Stored data entries:
----------

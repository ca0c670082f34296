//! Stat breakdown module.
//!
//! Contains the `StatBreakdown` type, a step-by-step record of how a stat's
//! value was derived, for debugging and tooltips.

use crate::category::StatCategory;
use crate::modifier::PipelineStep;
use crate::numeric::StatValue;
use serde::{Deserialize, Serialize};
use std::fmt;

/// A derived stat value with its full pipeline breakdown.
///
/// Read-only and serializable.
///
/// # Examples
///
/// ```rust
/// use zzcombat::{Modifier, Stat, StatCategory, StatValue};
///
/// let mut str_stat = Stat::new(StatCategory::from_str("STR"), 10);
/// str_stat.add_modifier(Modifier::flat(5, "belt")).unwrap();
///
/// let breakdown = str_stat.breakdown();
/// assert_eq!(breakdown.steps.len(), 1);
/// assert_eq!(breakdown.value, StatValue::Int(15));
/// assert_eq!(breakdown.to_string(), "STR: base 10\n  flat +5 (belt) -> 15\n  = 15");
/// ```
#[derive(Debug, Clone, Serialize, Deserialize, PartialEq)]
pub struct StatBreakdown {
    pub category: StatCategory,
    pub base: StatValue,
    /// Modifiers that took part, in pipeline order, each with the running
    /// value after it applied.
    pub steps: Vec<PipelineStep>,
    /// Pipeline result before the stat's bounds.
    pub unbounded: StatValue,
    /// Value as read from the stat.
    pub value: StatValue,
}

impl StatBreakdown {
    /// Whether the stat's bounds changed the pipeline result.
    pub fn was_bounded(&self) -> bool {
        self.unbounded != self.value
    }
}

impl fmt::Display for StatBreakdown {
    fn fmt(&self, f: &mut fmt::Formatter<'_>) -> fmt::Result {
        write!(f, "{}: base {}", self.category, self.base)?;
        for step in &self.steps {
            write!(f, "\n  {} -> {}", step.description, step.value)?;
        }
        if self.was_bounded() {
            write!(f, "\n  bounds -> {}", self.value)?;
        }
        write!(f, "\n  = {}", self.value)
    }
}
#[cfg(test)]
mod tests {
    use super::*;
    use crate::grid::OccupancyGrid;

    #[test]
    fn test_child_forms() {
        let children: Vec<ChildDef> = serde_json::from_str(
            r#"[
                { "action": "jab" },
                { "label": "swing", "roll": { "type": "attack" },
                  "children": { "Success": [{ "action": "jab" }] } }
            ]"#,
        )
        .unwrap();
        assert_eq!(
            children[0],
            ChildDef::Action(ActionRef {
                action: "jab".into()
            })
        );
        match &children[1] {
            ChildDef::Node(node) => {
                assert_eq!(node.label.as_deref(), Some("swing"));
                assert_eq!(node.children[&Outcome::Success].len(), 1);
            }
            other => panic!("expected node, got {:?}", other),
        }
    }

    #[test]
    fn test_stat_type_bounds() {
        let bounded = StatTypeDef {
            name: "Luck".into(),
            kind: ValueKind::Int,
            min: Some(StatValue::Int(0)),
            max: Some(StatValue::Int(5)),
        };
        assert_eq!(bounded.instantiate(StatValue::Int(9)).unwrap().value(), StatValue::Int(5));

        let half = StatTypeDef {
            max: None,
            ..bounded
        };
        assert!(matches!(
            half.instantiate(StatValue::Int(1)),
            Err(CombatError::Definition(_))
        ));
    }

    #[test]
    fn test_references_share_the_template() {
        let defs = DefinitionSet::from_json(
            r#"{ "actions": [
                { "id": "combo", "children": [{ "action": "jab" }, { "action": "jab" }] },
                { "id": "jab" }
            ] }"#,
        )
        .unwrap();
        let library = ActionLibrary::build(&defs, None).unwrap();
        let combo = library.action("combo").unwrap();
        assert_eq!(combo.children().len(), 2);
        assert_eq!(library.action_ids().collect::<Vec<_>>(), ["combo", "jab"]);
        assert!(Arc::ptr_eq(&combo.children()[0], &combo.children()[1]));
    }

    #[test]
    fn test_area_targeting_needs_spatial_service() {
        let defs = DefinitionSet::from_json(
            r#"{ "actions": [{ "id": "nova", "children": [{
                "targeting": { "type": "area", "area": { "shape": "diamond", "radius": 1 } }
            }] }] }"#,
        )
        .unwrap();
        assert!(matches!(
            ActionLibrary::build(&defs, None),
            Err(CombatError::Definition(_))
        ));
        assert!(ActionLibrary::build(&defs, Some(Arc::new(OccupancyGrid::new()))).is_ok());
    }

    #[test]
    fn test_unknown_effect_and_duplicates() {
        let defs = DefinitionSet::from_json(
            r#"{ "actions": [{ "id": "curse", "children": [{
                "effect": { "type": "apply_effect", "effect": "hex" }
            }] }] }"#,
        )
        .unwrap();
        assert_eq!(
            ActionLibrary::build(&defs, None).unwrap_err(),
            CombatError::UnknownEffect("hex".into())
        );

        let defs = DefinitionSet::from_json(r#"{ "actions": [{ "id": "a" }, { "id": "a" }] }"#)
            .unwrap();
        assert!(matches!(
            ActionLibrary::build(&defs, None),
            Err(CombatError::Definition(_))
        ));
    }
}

----------

Your task: In full and word for word, reproduce the data above.

Completed exercise:
repository ca0c670082f34296
//! Stat breakdown module.
//!
//! Contains the `StatBreakdown` type, a step-by-step record of how a stat's
//! value was derived, for debugging and tooltips.

use crate::category::StatCategory;
use crate::modifier::PipelineStep;
use crate::numeric::StatValue;
use serde::{Deserialize, Serialize};
use std::fmt;

/// A derived stat value with its full pipeline breakdown.
///
/// Read-only and serializable.
///
/// # Examples
///
/// ```rust
/// use zzcombat::{Modifier, Stat, StatCategory, StatValue};
///
/// let mut str_stat = Stat::new(StatCategory::from_str("STR"), 10);
/// str_stat.add_modifier(Modifier::flat(5, "belt")).unwrap();
///
/// let breakdown = str_stat.breakdown();
/// assert_eq!(breakdown.steps.len(), 1);
/// assert_eq!(breakdown.value, StatValue::Int(15));
/// assert_eq!(breakdown.to_string(), "STR: base 10\n  flat +5 (belt) -> 15\n  = 15");
/// ```
#[derive(Debug, Clone, Serialize, Deserialize, PartialEq)]
pub struct StatBreakdown {
    pub category: StatCategory,
    pub base: StatValue,
    /// Modifiers that took part, in pipeline order, each with the running
    /// value after it applied.
    pub steps: Vec<PipelineStep>,
    /// Pipeline result before the stat's bounds.
    pub unbounded: StatValue,
    /// Value as read from the stat.
    pub value: StatValue,
}

impl StatBreakdown {
    /// Whether the stat's bounds changed the pipeline result.
    pub fn was_bounded(&self) -> bool {
        self.unbounded != self.value
    }
}

impl fmt::Display for StatBreakdown {
    fn fmt(&self, f: &mut fmt::Formatter<'_>) -> fmt::Result {
        write!(f, "{}: base {}", self.category, self.base)?;
        for step in &self.steps {
            write!(f, "\n  {} -> {}", step.description, step.value)?;
        }
        if self.was_bounded() {
            write!(f, "\n  bounds -> {}", self.value)?;
        }
        write!(f, "\n  = {}", self.value)
    }
}
#[cfg(test)]
mod tests {
    use super::*;
    use crate::grid::OccupancyGrid;

    #[test]
    fn test_child_forms() {
        let children: Vec<ChildDef> = serde_json::from_str(
            r#"[
                { "action": "jab" },
                { "label": "swing", "roll": { "type": "attack" },
                  "children": { "Success": [{ "action": "jab" }] } }
            ]"#,
        )
        .unwrap();
        assert_eq!(
            children[0],
            ChildDef::Action(ActionRef {
                action: "jab".into()
            })
        );
        match &children[1] {
            ChildDef::Node(node) => {
                assert_eq!(node.label.as_deref(), Some("swing"));
                assert_eq!(node.children[&Outcome::Success].len(), 1);
            }
            other => panic!("expected node, got {:?}", other),
        }
    }

    #[test]
    fn test_stat_type_bounds() {
        let bounded = StatTypeDef {
            name: "Luck".into(),
            kind: ValueKind::Int,
            min: Some(StatValue::Int(0)),
            max: Some(StatValue::Int(5)),
        };
        assert_eq!(bounded.instantiate(StatValue::Int(9)).unwrap().value(), StatValue::Int(5));

        let half = StatTypeDef {
            max: None,
            ..bounded
        };
        assert!(matches!(
            half.instantiate(StatValue::Int(1)),
            Err(CombatError::Definition(_))
        ));
    }

    #[test]
    fn test_references_share_the_template() {
        let defs = DefinitionSet::from_json(
            r#"{ "actions": [
                { "id": "combo", "children": [{ "action": "jab" }, { "action": "jab" }] },
                { "id": "jab" }
            ] }"#,
        )
        .unwrap();
        let library = ActionLibrary::build(&defs, None).unwrap();
        let combo = library.action("combo").unwrap();
        assert_eq!(combo.children().len(), 2);
        assert_eq!(library.action_ids().collect::<Vec<_>>(), ["combo", "jab"]);
        assert!(Arc::ptr_eq(&combo.children()[0], &combo.children()[1]));
    }

    #[test]
    fn test_area_targeting_needs_spatial_service() {
        let defs = DefinitionSet::from_json(
            r#"{ "actions": [{ "id": "nova", "children": [{
                "targeting": { "type": "area", "area": { "shape": "diamond", "radius": 1 } }
            }] }] }"#,
        )
        .unwrap();
        assert!(matches!(
            ActionLibrary::build(&defs, None),
            Err(CombatError::Definition(_))
        ));
        assert!(ActionLibrary::build(&defs, Some(Arc::new(OccupancyGrid::new()))).is_ok());
    }

    #[test]
    fn test_unknown_effect_and_duplicates() {
        let defs = DefinitionSet::from_json(
            r#"{ "actions": [{ "id": "curse", "children": [{
                "effect": { "type": "apply_effect", "effect": "hex" }
            }] }] }"#,
        )
        .unwrap();
        assert_eq!(
            ActionLibrary::build(&defs, None).unwrap_err(),
            CombatError::UnknownEffect("hex".into())
        );

        let defs = DefinitionSet::from_json(r#"{ "actions": [{ "id": "a" }, { "id": "a" }] }"#)
            .unwrap();
        assert!(matches!(
            ActionLibrary::build(&defs, None),
            Err(CombatError::Definition(_))
        ));
    }
}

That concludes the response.